▶ **TASK DIRECTIONS**:
With the records as your source, report how many lines contain "NewPost". Add no other words.

═════ THE INPUT ═════

use super::*;
use crate::database::sqlite::models::NewPost;
use crate::identity::{DocumentId, IdentifierAuthority};
use crate::indexer::tests::fixture;

fn report(missing: &[&str], orphaned: &[&str]) -> ConsistencyReport {
    ConsistencyReport {
        posts: 10,
        indexed_entries: 9,
        missing_in_index: missing.iter().map(ToString::to_string).collect(),
        orphaned_in_index: orphaned.iter().map(ToString::to_string).collect(),
        is_consistent: missing.is_empty() && orphaned.is_empty(),
    }
}

async fn store_post(database: &Database, title: &str, description: &str) -> DocumentId {
    let new_post = NewPost {
        id: IdentifierAuthority::new_id(),
        title: title.to_string(),
        description: description.to_string(),
    };
    database
        .insert_post(&new_post)
        .await
        .expect("post is stored");
    new_post.id
}

#[test]
fn consistency_report_creation() {
    let report = report(&["a", "b"], &[]);

    assert_eq!(report.total_issues(), 2);
    assert!(!report.is_consistent);
    assert!(report.summary().contains("Inconsistencies found"));
}

#[test]
fn consistent_report() {
    let report = report(&[], &[]);

    assert_eq!(report.total_issues(), 0);
    assert_eq!(report.summary(), "Consistent: 10 posts, 9 index entries");
}

#[test]
fn consistency_report_summary_formats_correctly() {
    let summary = report(&["a", "b", "c"], &["orphan"]).summary();
    assert!(summary.contains("3 missing in index"));
    assert!(summary.contains("1 orphaned in index"));
}

#[tokio::test]
async fn empty_stores_are_consistent() {
    let fixture = fixture().await;
    let validator = ConsistencyValidator::new(&fixture.database, &fixture.service);

    let report = validator.validate_consistency().await.expect("validation runs");

    assert!(report.is_consistent);
    assert_eq!(report.posts, 0);
    assert_eq!(report.indexed_entries, 0);
}

#[tokio::test]
async fn detects_missing_and_orphaned_entries() {
    let fixture = fixture().await;
    let indexed = store_post(&fixture.database, "Indexed", "kept in sync").await;
    fixture
        .service
        .index_document(indexed.as_str(), "Indexed", "kept in sync")
        .await
        .expect("indexed");
    fixture
        .database
        .mark_indexed(indexed.as_str())
        .await
        .expect("marked");

    let missing = store_post(&fixture.database, "Missing", "never indexed").await;
    fixture
        .service
        .index_document("ghost", "Ghost", "no post row")
        .await
        .expect("orphan indexed");

    let validator = ConsistencyValidator::new(&fixture.database, &fixture.service);
    let report = validator.validate_consistency().await.expect("validation runs");

    assert!(!report.is_consistent);
    assert_eq!(report.posts, 2);
    assert_eq!(report.indexed_entries, 2);
    assert_eq!(report.missing_in_index, vec![missing.to_string()]);
    assert_eq!(report.orphaned_in_index, vec!["ghost".to_string()]);
}

#[tokio::test]
async fn unmarked_posts_count_as_missing_even_when_indexed() {
    let fixture = fixture().await;
    let id = store_post(&fixture.database, "Half written", "index write landed").await;
    fixture
        .service
        .index_document(id.as_str(), "Half written", "index write landed")
        .await
        .expect("indexed");

    let validator = ConsistencyValidator::new(&fixture.database, &fixture.service);
    let report = validator.validate_consistency().await.expect("validation runs");

    assert_eq!(report.missing_in_index, vec![id.to_string()]);
    assert!(report.orphaned_in_index.is_empty());
}

#[tokio::test]
async fn reconcile_reindexes_missing_posts() {
    let fixture = fixture().await;
    let first = store_post(&fixture.database, "Intro to caches", "LRU and eviction").await;
    let second = store_post(&fixture.database, "Consensus protocols", "Raft").await;
    fixture
        .service
        .index_document("ghost", "Ghost", "no post row")
        .await
        .expect("orphan indexed");

    let validator = ConsistencyValidator::new(&fixture.database, &fixture.service);
    let (report, stats) = validator.reconcile().await.expect("reconcile runs");

    assert_eq!(report.missing_in_index.len(), 2);
    assert_eq!(stats.reindexed, 2);
    assert!(stats.failed.is_empty());
    assert_eq!(
        fixture
            .database
            .count_unindexed_posts()
            .await
            .expect("count"),
        0
    );

    let after = validator.validate_consistency().await.expect("validation runs");
    assert!(after.missing_in_index.is_empty());
    // Orphans are reported, never removed
    assert_eq!(after.orphaned_in_index, vec!["ghost".to_string()]);

    let ids: Vec<String> = fixture
        .service
        .indexed_ids()
        .await
        .expect("index ids")
        .into_iter()
        .map(String::from)
        .collect();
    assert!(ids.contains(&first.to_string()));
    assert!(ids.contains(&second.to_string()));
}

#[tokio::test]
async fn reindex_failures_are_listed() {
    let fixture = fixture().await;
    let bad = store_post(&fixture.database, "Bad", "poison").await;

    let validator = ConsistencyValidator::new(&fixture.database, &fixture.service);
    let (_, stats) = validator.reconcile().await.expect("reconcile runs");

    assert_eq!(stats.reindexed, 0);
    assert_eq!(stats.failed, vec![bad.to_string()]);
    assert_eq!(
        fixture
            .database
            .count_unindexed_posts()
            .await
            .expect("count"),
        1
    );
}
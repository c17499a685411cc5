// Database module
// SQLite holds the posts, the vector index holds their embeddings

pub mod index;
pub mod lancedb;
pub mod qdrant;
pub mod sqlite;

pub use index::{
    CollectionSpec, DistanceMetric, IndexPoint, PointPayload, ScoredPoint, VectorIndex,
};
pub use sqlite::*;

═════

▶ **TASK ANSWER**:
2